In this paper, the influencing factors of the color and the gemological changes of tsavorites with different tones from East Africa were studied. The gemological characteristics of 35 different green tones in tsavorites were collected based on the results of color measurement, X-ray fluorescence, ultraviolet–visible, infrared and Raman spectroscopy. V and Cr are responsible for the samples’ color: with the increase of vanadium content, lightness L* and chroma C* decreased while hue h° increased, and the hue tends to blueish green. The color of tsavorite is related significantly to the absorption bands at about 430 nm and 605 nm through the UV-VIS spectrum. Under long-wave ultraviolet light, the samples show inert or red fluorescence. The G, H, and I peaks of the infrared spectrum are shifted towards the long-wave direction with the reduction of the V content. The peaks at 275 nm, 412 nm and 545 nm on the Raman spectrum tend to move towards the direction of decreasing wavelength with the increase of V content.

1. Introduction

Gem-quality green tsavorite colored by Cr³⁺ and V³⁺ ions is traditionally mined in Tanzania, Kenya and Madagascar in the Neoproterozoic Mozambique metamorphic belt (NMMB). Tsavorite is the gemological trade name for the vanadian grossular discovered by the Scottish geologist Campbell Bridges in north-eastern Tanzania in 1967, about 10–15 km east of the village of Komolo [1,2,3]. Switzer [4] showed that the green color of grossular is due to the substitution of aluminium by vanadium (and some chromium) in the octahedral site following the formula Ca₃(Al, V, Cr)₂(SiO₄)₃, indicating that tsavorite is a solid solution between dominant grossular and minor goldmanite.

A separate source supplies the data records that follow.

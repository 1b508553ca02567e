//! Grounding context assembly.
//!
//! Renders retrieved candidates into the bounded text block handed to the
//! generator. When the budget would be exceeded, whole candidates are dropped
//! from the bottom of the ranking; a candidate's text is never cut mid-sentence.

use crate::config::ContextSettings;
use crate::index::ScoredMovie;

/// The assembled, size-bounded grounding block.
#[derive(Debug, Clone)]
pub struct GroundingContext {
    text: String,
    included: usize,
}

impl GroundingContext {
    /// The rendered context text.
    pub fn text(&self) -> &str {
        &self.text
    }

    /// Number of candidates that made it into the block.
    pub fn included(&self) -> usize {
        self.included
    }

    /// Whether no candidate fit the budget.
    pub fn is_empty(&self) -> bool {
        self.included == 0
    }
}

/// Renders candidates into a grounding block under a character budget.
pub struct ContextAssembler {
    max_chars: usize,
    summary_chars: usize,
}

impl ContextAssembler {
    /// Create an assembler from context settings.
    pub fn new(settings: &ContextSettings) -> Self {
        Self {
            max_chars: settings.max_chars,
            summary_chars: settings.summary_chars,
        }
    }

    /// Assemble a grounding block from ranked candidates.
    ///
    /// Deterministic for identical input. The result never exceeds the
    /// configured budget: candidates are included highest-ranked first until
    /// the next whole block would overflow.
    pub fn assemble(&self, candidates: &[ScoredMovie]) -> GroundingContext {
        let mut text = String::new();
        let mut included = 0;

        for (rank, candidate) in candidates.iter().enumerate() {
            let block = self.render_block(rank, candidate);
            let extra = if text.is_empty() {
                block.len()
            } else {
                block.len() + 2
            };

            if text.len() + extra > self.max_chars {
                break;
            }

            if !text.is_empty() {
                text.push_str("\n\n");
            }
            text.push_str(&block);
            included += 1;
        }

        GroundingContext { text, included }
    }

    /// Render one candidate as a compact labeled block.
    fn render_block(&self, rank: usize, candidate: &ScoredMovie) -> String {
        let movie = &candidate.movie;
        let mut block = format!("[{}] {}", rank + 1, movie.label());

        if !movie.genres.is_empty() {
            block.push_str(&format!("\nGenres: {}", movie.genres.join(", ")));
        }

        let summary = summary_snippet(&movie.overview, self.summary_chars);
        if !summary.is_empty() {
            block.push('\n');
            block.push_str(&summary);
        }

        block
    }
}

/// Shorten text to roughly `max` characters, cutting only at sentence ends.
///
/// If no sentence ends within the limit, the whole first sentence is kept
/// rather than splitting it.
fn summary_snippet(text: &str, max: usize) -> String {
    let text = text.trim();
    if text.len() <= max {
        return text.to_string();
    }

    let mut last_within = None;
    let mut first_end = None;
    for (pos, ch) in text.char_indices() {
        if matches!(ch, '.' | '!' | '?') {
            let end = pos + ch.len_utf8();
            if first_end.is_none() {
                first_end = Some(end);
            }
            if end <= max {
                last_within = Some(end);
            } else {
                break;
            }
        }
    }

    match last_within.or(first_end) {
        Some(end) => text[..end].to_string(),
        None => text.to_string(),
    }
}

#[cfg(test)]
mod tests {
    use super::*;
    use crate::corpus::MovieRecord;
    use std::sync::Arc;

    fn candidate(id: u64, title: &str, overview: &str) -> ScoredMovie {
        ScoredMovie {
            movie: Arc::new(MovieRecord {
                id,
                title: title.to_string(),
                year: Some(2014),
                overview: overview.to_string(),
                genres: vec!["Sci-Fi".to_string()],
                popularity: 0.0,
            }),
            score: 0.9,
        }
    }

    fn assembler(max_chars: usize) -> ContextAssembler {
        ContextAssembler::new(&ContextSettings {
            max_chars,
            summary_chars: 120,
        })
    }

    #[test]
    fn test_assemble_includes_all_when_budget_allows() {
        let candidates = vec![
            candidate(1, "Interstellar", "Explorers travel through a wormhole."),
            candidate(2, "Arrival", "A linguist decodes an alien language."),
        ];

        let context = assembler(500).assemble(&candidates);
        assert_eq!(context.included(), 2);
        assert!(context.text().contains("Interstellar (2014)"));
        assert!(context.text().contains("Arrival (2014)"));
        assert!(context.text().contains("Genres: Sci-Fi"));
    }

    #[test]
    fn test_budget_never_exceeded_drops_lowest_ranked() {
        let candidates: Vec<ScoredMovie> = (0..10)
            .map(|i| candidate(i, &format!("Movie{}", i), "Something happens. Then more."))
            .collect();

        for budget in [0, 10, 60, 150, 400, 10_000] {
            let context = assembler(budget).assemble(&candidates);
            assert!(
                context.text().len() <= budget,
                "budget {} exceeded: {}",
                budget,
                context.text().len()
            );
        }

        // A tight budget keeps the top-ranked candidate, not an arbitrary one.
        let tight = assembler(100).assemble(&candidates);
        assert!(tight.included() >= 1);
        assert!(tight.text().starts_with("[1] Movie0"));
    }

    #[test]
    fn test_assemble_is_deterministic() {
        let candidates = vec![
            candidate(1, "Interstellar", "Explorers travel through a wormhole."),
            candidate(2, "Arrival", "A linguist decodes an alien language."),
        ];

        let a = assembler(200).assemble(&candidates);
        let b = assembler(200).assemble(&candidates);
        assert_eq!(a.text(), b.text());
        assert_eq!(a.included(), b.included());
    }

    #[test]
    fn test_summary_cuts_at_sentence_boundary() {
        let text = "First sentence here. Second sentence is longer. Third one.";
        let snippet = summary_snippet(text, 30);
        assert_eq!(snippet, "First sentence here.");

        // A single long sentence is kept whole rather than split.
        let long = "This single sentence runs well past the limit without a break.";
        assert_eq!(summary_snippet(long, 20), long);
    }

    #[test]
    fn test_empty_candidates_yield_empty_context() {
        let context = assembler(500).assemble(&[]);
        assert!(context.is_empty());
        assert_eq!(context.text(), "");
    }
}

Tsavorite is a high-value colored gemstone used in jewelry. This gemstone is durable with a hardness between 7 and 7.5 on the Mohs scale, has no cleavage and is chemically resistant. Its beautiful green color is considered to be more vivid than that of the emerald [5,6]. The factors that determine the considerable value of this gem are the high values of the dispersion (0.028) and refraction (1.740) indices, its excellent saturation, brilliance and transparency and its limited distribution, mostly confined to the Neoproterozoic Mozambique metamorphic belt (NMMB).

Tsavorites are located within metasomatized graphitic rocks such as graphitic gneiss and calc-silicates, intercalated with meta-evaporites. The primary source where tsavorites occur is either in the regional metamorphic nodules (Type I) or in the contact metasomatic quartz vein (Type II), formed in the Pan-African Orogeny movement (650~500 Ma), while sedimentary placers (Type III) represent a secondary source [7].

There are five factors controlling the formation of tsavorites [8,9,10,11,12,13,14,15,16,17,18,19], i.e., regional lithostratigraphy, lithology, chromophorous elements, high-grade metamorphism, and tectonism. The nodules and quartz veins of primary tsavorite deposits are controlled by lithostratigraphy (especially graphitic gneiss), lithology (especially evaporite), and structure (especially tectonism), respectively [7]. Tsavorite occurs either as nodules (Type I, including two sub-types: Type N_I—initially gypsum and anhydrite concretions, and Type N_II—initially barite concretions), or in quartz veins (Type II, including three sub-types: Type II_A—located at the hinges of the sheared isoclinal folds, Type II_B—located within “saddle reef” structures, and Type II_C—located within metasomatic zones), or in placers (Type III, including three sub-types: Type III_A—eluvial deposits, Type III_B—colluvial deposits and Type III_C—alluvial deposits) [7].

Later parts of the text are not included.